Os EUA, a Austrália e o Canadá estão impulsionando um ressurgimento global do processamento de terras raras
Seria um exagero dizer que o mundo moderno funciona com elementos de terras raras. Mas no que diz respeito aos exageros, isso tem mais do que um grão de verdade.
Devido às suas propriedades luminescentes, eletroquímicas e magnetocristalinas únicas, os elementos de terras raras são essenciais para algumas das indústrias de base tecnológica mais importantes e de crescimento mais rápido. Eles são usados nos fósforos que tornam possível a luz branca e outros LEDs, e estão em compostos usados para purificar materiais semicondutores essenciais, como carboneto de silício e nitreto de gálio, para indicar apenas algumas de suas inúmeras aplicações em tecnologia. Talvez o mais importante, porém, seja o fato de serem componentes essenciais dos ímanes permanentes utilizados nos motores da maioria dos veículos eléctricos e de muitos aparelhos, e também nos geradores da maioria das turbinas eólicas.
A importância crítica das terras raras em tantas indústrias tecnológicas é uma preocupação crescente em muitos países ocidentais. Cerca de 90% dos elementos de terras raras processados provêm da China, uma dependência da cadeia de abastecimento que assusta os executivos ocidentais e, especialmente, os responsáveis da defesa. As terras raras são vitais para inúmeras aplicações militares, incluindo óculos de visão noturna, sistemas de mira a laser e telêmetro, displays aviônicos e polimento e outros compostos para lentes ópticas. Além disso, ímãs permanentes de terras raras são usados nos motores e atuadores de muitos sistemas militares, como os que dirigem mísseis e bombas inteligentes, bem como em conjuntos nos motores do caça a jato F-35, e nos aviões de viagem.
Em 24 de fevereiro de 2021, o presidente dos EUA, Joseph R. Biden, assinou uma Ordem Executiva orientando o Departamento de Defesa dos EUA e outras agências a avaliar as vulnerabilidades das cadeias de abastecimento críticas dos EUA, incluindo as de terras raras. Essa ordem foi seguida, nos anos seguintes, pela concessão, por parte do DoD, de bem mais de 100 milhões de dólares em subvenções, investimentos e iniciativas destinadas a reforçar o acesso dos EUA às terras raras .

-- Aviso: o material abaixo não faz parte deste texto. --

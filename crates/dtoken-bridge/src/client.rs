//! Signing authority client
//!
//! One `AuthorityClient` is shared by all requests. It holds no token
//! state: every remote call gets its own bearer token (see `token`).

use dtoken_core::{AssertionBuilder, ClientCredentials};
use reqwest::Response;
use std::sync::Arc;
use tracing::error;

use crate::error::{BridgeError, Result};

/// OAuth token endpoint path
pub const TOKEN_PATH: &str = "/oauth2/v1/token";

/// OAuth revocation endpoint path
pub const REVOKE_PATH: &str = "/oauth2/v1/revoke";

/// Digital token API base path
pub const DIGITAL_TOKEN_PATH: &str = "/swift-token-management/v1/digital-token";

/// Connection settings for the signing authority
#[derive(Clone)]
pub struct AuthorityConfig {
    /// Remote host without scheme; the assertion audience is derived from it
    pub api_host: String,
    /// Base URL for outbound calls (normally `https://{api_host}`)
    pub base_url: String,
    /// OAuth client id, also the assertion issuer
    pub client_id: String,
    pub client_secret: String,
    /// Distinguished name of the client certificate, the assertion subject
    pub certificate_dn: String,
    /// Where the private key and certificate live
    pub credentials: ClientCredentials,
}

impl AuthorityConfig {
    /// Config with `base_url` defaulted to `https://{api_host}`
    pub fn new(
        api_host: impl Into<String>,
        client_id: impl Into<String>,
        client_secret: impl Into<String>,
        certificate_dn: impl Into<String>,
        credentials: ClientCredentials,
    ) -> Self {
        let api_host = api_host.into();
        Self {
            base_url: format!("https://{}", api_host),
            api_host,
            client_id: client_id.into(),
            client_secret: client_secret.into(),
            certificate_dn: certificate_dn.into(),
            credentials,
        }
    }

    /// Override the outbound base URL
    pub fn with_base_url(mut self, base_url: impl Into<String>) -> Self {
        self.base_url = base_url.into().trim_end_matches('/').to_string();
        self
    }

    /// Audience claim of the client assertion
    pub fn token_audience(&self) -> String {
        format!("{}{}", self.api_host, TOKEN_PATH)
    }
}

impl std::fmt::Debug for AuthorityConfig {
    fn fmt(&self, f: &mut std::fmt::Formatter<'_>) -> std::fmt::Result {
        f.debug_struct("AuthorityConfig")
            .field("api_host", &self.api_host)
            .field("base_url", &self.base_url)
            .field("client_id", &self.client_id)
            .field("client_secret", &"[redacted]")
            .field("certificate_dn", &self.certificate_dn)
            .field("credentials", &self.credentials)
            .finish()
    }
}

/// HTTP client for the signing authority
#[derive(Debug, Clone)]
pub struct AuthorityClient {
    pub(crate) http: reqwest::Client,
    pub(crate) config: Arc<AuthorityConfig>,
    pub(crate) assertions: AssertionBuilder,
}

impl AuthorityClient {
    pub fn new(config: AuthorityConfig) -> Self {
        Self::with_http_client(config, reqwest::Client::new())
    }

    /// Use a preconfigured `reqwest::Client` (timeouts, proxies)
    pub fn with_http_client(config: AuthorityConfig, http: reqwest::Client) -> Self {
        let assertions = AssertionBuilder::new(
            config.client_id.clone(),
            config.token_audience(),
            config.certificate_dn.clone(),
        );
        Self {
            http,
            config: Arc::new(config),
            assertions,
        }
    }

    pub fn config(&self) -> &AuthorityConfig {
        &self.config
    }

    pub(crate) fn url(&self, path: &str) -> String {
        format!("{}{}", self.config.base_url, path)
    }
}

/// Pass through a JSON body, or turn a 4xx/5xx into `Rejected`
pub(crate) async fn json_or_rejected(response: Response) -> Result<serde_json::Value> {
    let status = response.status();
    if status.is_client_error() || status.is_server_error() {
        let body = response.text().await.unwrap_or_default();
        error!(status = status.as_u16(), body = %body, "Remote service returned an error");
        return Err(BridgeError::Rejected {
            status: status.as_u16(),
            body,
        });
    }

    let bytes = response.bytes().await?;
    Ok(serde_json::from_slice(&bytes)?)
}

#[cfg(test)]
mod tests {
    use super::*;

    fn config() -> AuthorityConfig {
        AuthorityConfig::new(
            "api.example.com",
            "client-123",
            "s3cret",
            "o=testbic8,o=swift",
            ClientCredentials::new("key.pem", "cert.pem"),
        )
    }

    #[test]
    fn test_default_base_url_is_https_host() {
        let config = config();
        assert_eq!(config.base_url, "https://api.example.com");
        assert_eq!(config.token_audience(), "api.example.com/oauth2/v1/token");
    }

    #[test]
    fn test_base_url_override_keeps_audience() {
        let config = config().with_base_url("http://127.0.0.1:8080/");
        assert_eq!(config.base_url, "http://127.0.0.1:8080");
        assert_eq!(config.token_audience(), "api.example.com/oauth2/v1/token");

        let client = AuthorityClient::new(config);
        assert_eq!(client.url(TOKEN_PATH), "http://127.0.0.1:8080/oauth2/v1/token");
    }

    #[test]
    fn test_debug_redacts_secret() {
        let rendered = format!("{:?}", config());
        assert!(!rendered.contains("s3cret"));
    }
}
//! Error types for the digital token primitives

use thiserror::Error;

/// Result type alias using CoreError
pub type Result<T> = std::result::Result<T, CoreError>;

/// Errors that can occur while building assertions or verifying results
#[derive(Error, Debug)]
pub enum CoreError {
    /// PEM certificate is missing its header or footer
    #[error("Malformed certificate: {0}")]
    MalformedCertificate(String),

    /// Certificate could not be parsed as X.509
    #[error("Invalid certificate: {0}")]
    InvalidCertificate(String),

    /// Private or public key could not be decoded
    #[error("Invalid key: {0}")]
    InvalidKey(String),

    /// Certificate carries a key type we cannot verify with
    #[error("Unsupported key: {0}")]
    UnsupportedKey(String),

    /// Key or certificate file could not be read
    #[error("Failed to read {path}: {source}")]
    Io {
        path: String,
        #[source]
        source: std::io::Error,
    },

    /// Assertion signing failed
    #[error("JWT error: {0}")]
    Jwt(String),
}

impl From<jsonwebtoken::errors::Error> for CoreError {
    fn from(err: jsonwebtoken::errors::Error) -> Self {
        use jsonwebtoken::errors::ErrorKind;
        match err.kind() {
            ErrorKind::InvalidKeyFormat | ErrorKind::InvalidRsaKey(_) => {
                CoreError::InvalidKey(err.to_string())
            }
            _ => CoreError::Jwt(err.to_string()),
        }
    }
}

impl From<rsa::pkcs8::spki::Error> for CoreError {
    fn from(err: rsa::pkcs8::spki::Error) -> Self {
        CoreError::InvalidKey(err.to_string())
    }
}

A pedra angular do programa foi um prêmio de US$ 35 milhões, em fevereiro de 2022, à MP Materials para projetar e construir uma instalação para extrair e processar elementos de terras raras do minério em sua mina Mountain Pass, na Califórnia. Seguiu-se a uma concessão anterior de US$ 10 milhões à MP Materials, em novembro de 2020. A instalação fica no local da última grande planta de processamento de terras raras nos Estados Unidos, que encerrou suas operações na década de 1990. Agora, com a fábrica de Mountain Pass a iniciar operações e várias outras instalações planejadas para construção nos próximos anos, as autoridades ocidentais estão a debater-se com as implicações ambientais de um retorno em grande escala do processamento de terras raras.

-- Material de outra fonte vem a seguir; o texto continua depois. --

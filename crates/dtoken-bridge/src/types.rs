//! Wire types for the signing authority

use dtoken_core::{Digest, DigestInput};
use serde::{Deserialize, Serialize};

/// Short-lived bearer token, used for one remote call and then revoked
#[derive(Clone, PartialEq, Eq)]
pub struct BearerToken(String);

impl BearerToken {
    pub fn new(value: impl Into<String>) -> Self {
        Self(value.into())
    }

    /// Raw token value for the `Authorization` header
    pub fn secret(&self) -> &str {
        &self.0
    }
}

impl std::fmt::Debug for BearerToken {
    fn fmt(&self, f: &mut std::fmt::Formatter<'_>) -> std::fmt::Result {
        f.write_str("BearerToken([redacted])")
    }
}

/// Token endpoint response
#[derive(Debug, Deserialize)]
pub(crate) struct TokenResponse {
    pub access_token: String,
}

/// Body of an authentication challenge
#[derive(Debug, Clone, PartialEq, Eq, Serialize, Deserialize)]
pub struct AuthenticationRequest {
    pub requester_bic: String,
    pub requester_service: String,
    pub user_id: String,
    pub challenge: Digest,
    pub required_security_level: String,
}

/// Body of a signing request
///
/// Fields are forwarded verbatim; absent fields are omitted.
#[derive(Debug, Clone, Default, PartialEq, Eq, Serialize, Deserialize)]
pub struct SignatureRequest {
    #[serde(skip_serializing_if = "Option::is_none")]
    pub requester_bic: Option<String>,
    #[serde(skip_serializing_if = "Option::is_none")]
    pub requester_service: Option<String>,
    #[serde(skip_serializing_if = "Option::is_none")]
    pub user_id: Option<String>,
    #[serde(skip_serializing_if = "Option::is_none")]
    pub digest: Option<DigestInput>,
    #[serde(skip_serializing_if = "Option::is_none")]
    pub digest_algorithm: Option<String>,
    #[serde(skip_serializing_if = "Option::is_none")]
    pub user_preferred_method: Option<String>,
    #[serde(skip_serializing_if = "Option::is_none")]
    pub required_security_level: Option<String>,
    #[serde(skip_serializing_if = "Option::is_none")]
    pub message: Option<String>,
}

/// Fields we read out of a status payload
///
/// The payload itself is passed through to the caller unchanged; this is
/// only a view over it.
#[derive(Debug, Clone, Default, PartialEq, Eq, Deserialize)]
#[serde(rename_all = "camelCase")]
pub struct StatusView {
    pub state: Option<String>,
    pub result: Option<String>,
    pub signature: Option<String>,
    pub certificate: Option<String>,
    pub dn: Option<String>,
}

impl StatusView {
    /// Lenient view: unexpected shapes read as all-empty
    pub fn from_payload(payload: &serde_json::Value) -> Self {
        serde_json::from_value(payload.clone()).unwrap_or_default()
    }

    /// Signature and certificate, when both are present and non-empty
    pub fn signed_result(&self) -> Option<(&str, &str)> {
        match (self.signature.as_deref(), self.certificate.as_deref()) {
            (Some(sig), Some(cert)) if !sig.is_empty() && !cert.is_empty() => Some((sig, cert)),
            _ => None,
        }
    }
}

/// Session id from an authenticate/sign response, if any
pub fn session_id_of(payload: &serde_json::Value) -> Option<&str> {
    payload
        .get("sessionId")
        .and_then(|v| v.as_str())
        .filter(|s| !s.is_empty())
}

#[cfg(test)]
mod tests {
    use super::*;
    use serde_json::json;

    #[test]
    fn test_bearer_token_debug_is_redacted() {
        let token = BearerToken::new("very-secret");
        assert!(!format!("{:?}", token).contains("very-secret"));
        assert_eq!(token.secret(), "very-secret");
    }

    #[test]
    fn test_signature_request_omits_absent_fields() {
        let request = SignatureRequest {
            user_id: Some("user1".into()),
            digest: Some(DigestInput::Single("abc=".into())),
            ..Default::default()
        };
        assert_eq!(
            serde_json::to_value(&request).unwrap(),
            json!({"user_id": "user1", "digest": "abc="})
        );
    }

    #[test]
    fn test_status_view_reads_completion() {
        let payload = json!({
            "state": "COMPLETE",
            "result": "OK",
            "signature": "c2ln",
            "certificate": "Y2VydA==",
            "dn": "cn=alice"
        });
        let view = StatusView::from_payload(&payload);
        assert_eq!(view.state.as_deref(), Some("COMPLETE"));
        assert_eq!(view.signed_result(), Some(("c2ln", "Y2VydA==")));
    }

    #[test]
    fn test_status_view_pending_has_no_result() {
        let view = StatusView::from_payload(&json!({"state": "PENDING"}));
        assert_eq!(view.signed_result(), None);

        let view = StatusView::from_payload(&json!({"signature": "c2ln", "certificate": ""}));
        assert_eq!(view.signed_result(), None);
    }

    #[test]
    fn test_status_view_tolerates_unexpected_shape() {
        assert_eq!(StatusView::from_payload(&json!(["not", "an", "object"])), StatusView::default());
        assert_eq!(StatusView::from_payload(&json!({"state": 7})), StatusView::default());
    }

    #[test]
    fn test_session_id_of() {
        assert_eq!(session_id_of(&json!({"sessionId": "S1"})), Some("S1"));
        assert_eq!(session_id_of(&json!({"sessionId": ""})), None);
        assert_eq!(session_id_of(&json!({"error": "nope"})), None);
    }
}
//! Session status handler
//!
//! Polls the remote service for a session. When the session we started
//! comes back with a signature and certificate, the pending record is
//! consumed and the result verified before the payload is returned. A
//! failed verification is remembered, so in strict mode every later poll
//! of that session is refused too.

use axum::{
    extract::{Path, State},
    Json,
};
use chrono::Utc;
use serde_json::Value;
use std::sync::Arc;
use tracing::{debug, warn};

use dtoken_bridge::StatusView;

use super::AppState;
use crate::api::error::ApiError;
use crate::config::VerificationMode;
use crate::core::verify_completion;

/// Get the current state of a session
///
/// GET /api/status/{session_id}
pub async fn status(
    State(state): State<Arc<AppState>>,
    Path(session_id): Path<String>,
) -> Result<Json<Value>, ApiError> {
    let strict = state.verification_mode == VerificationMode::Strict;
    if strict {
        if let Some(report) = state.store.failure(&session_id).await? {
            warn!(session_id = %session_id, "Session already failed verification");
            return Err(ApiError::VerificationFailed(report));
        }
    }

    let client = state.client.clone();
    let id = session_id.clone();
    let data = state
        .client
        .with_token(|token| async move { client.status(&token, &id).await })
        .await?;

    let view = StatusView::from_payload(&data);
    let Some((signature, certificate)) = view.signed_result() else {
        debug!(session_id = %session_id, state = ?view.state, "Session not complete");
        return Ok(Json(data));
    };

    let Some(record) = state.store.take(&session_id).await? else {
        debug!(session_id = %session_id, "No pending session recorded, skipping verification");
        return Ok(Json(data));
    };

    let report = verify_completion(&session_id, &record, signature, certificate, Utc::now());
    if !report.passed() {
        warn!(
            session_id = %session_id,
            result = ?view.result,
            mode = ?state.verification_mode,
            "Completed session failed verification"
        );
        state.store.record_failure(&session_id, report.clone()).await?;
        if strict {
            return Err(ApiError::VerificationFailed(report));
        }
    }

    Ok(Json(data))
}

O óxido NdPr, que é um ingrediente-chave para os ímãs de neodímio ferro boro de alto desempenho usados em veículos elétricos, turbinas eólicas, alto-falantes, eletrodomésticos e muitos outros produtos. – MP Materiais
Para obter informações sobre a indústria global de terras raras neste momento importante, o IEEE Spectrum contatou Melissa “Mel” Sanderson, membro do conselho e consultora da American Rare Earths, da qual atuou anteriormente como presidente das operações norte-americanas da empresa. Sanderson, ex-oficial do serviço de relações exteriores do Departamento de Estado dos EUA, também é professor de prática na Thunderbird School of Global Management da Arizona State University.
Quais são alguns dos elementos de terras raras mais importantes e para que são usados?
Melissa Sanderson: Bem, existem essencialmente dois grupos dentro da família dos elementos raros, leves e pesados. Dentro das luzes, existem dois elementos que todos perseguem, o neodímio e o praseodímio. E a razão pela qual todos os estão perseguindo é porque eles são usados na fabricação de ímãs. Então os ímãs vão para os motores. Portanto, eles são muito essenciais.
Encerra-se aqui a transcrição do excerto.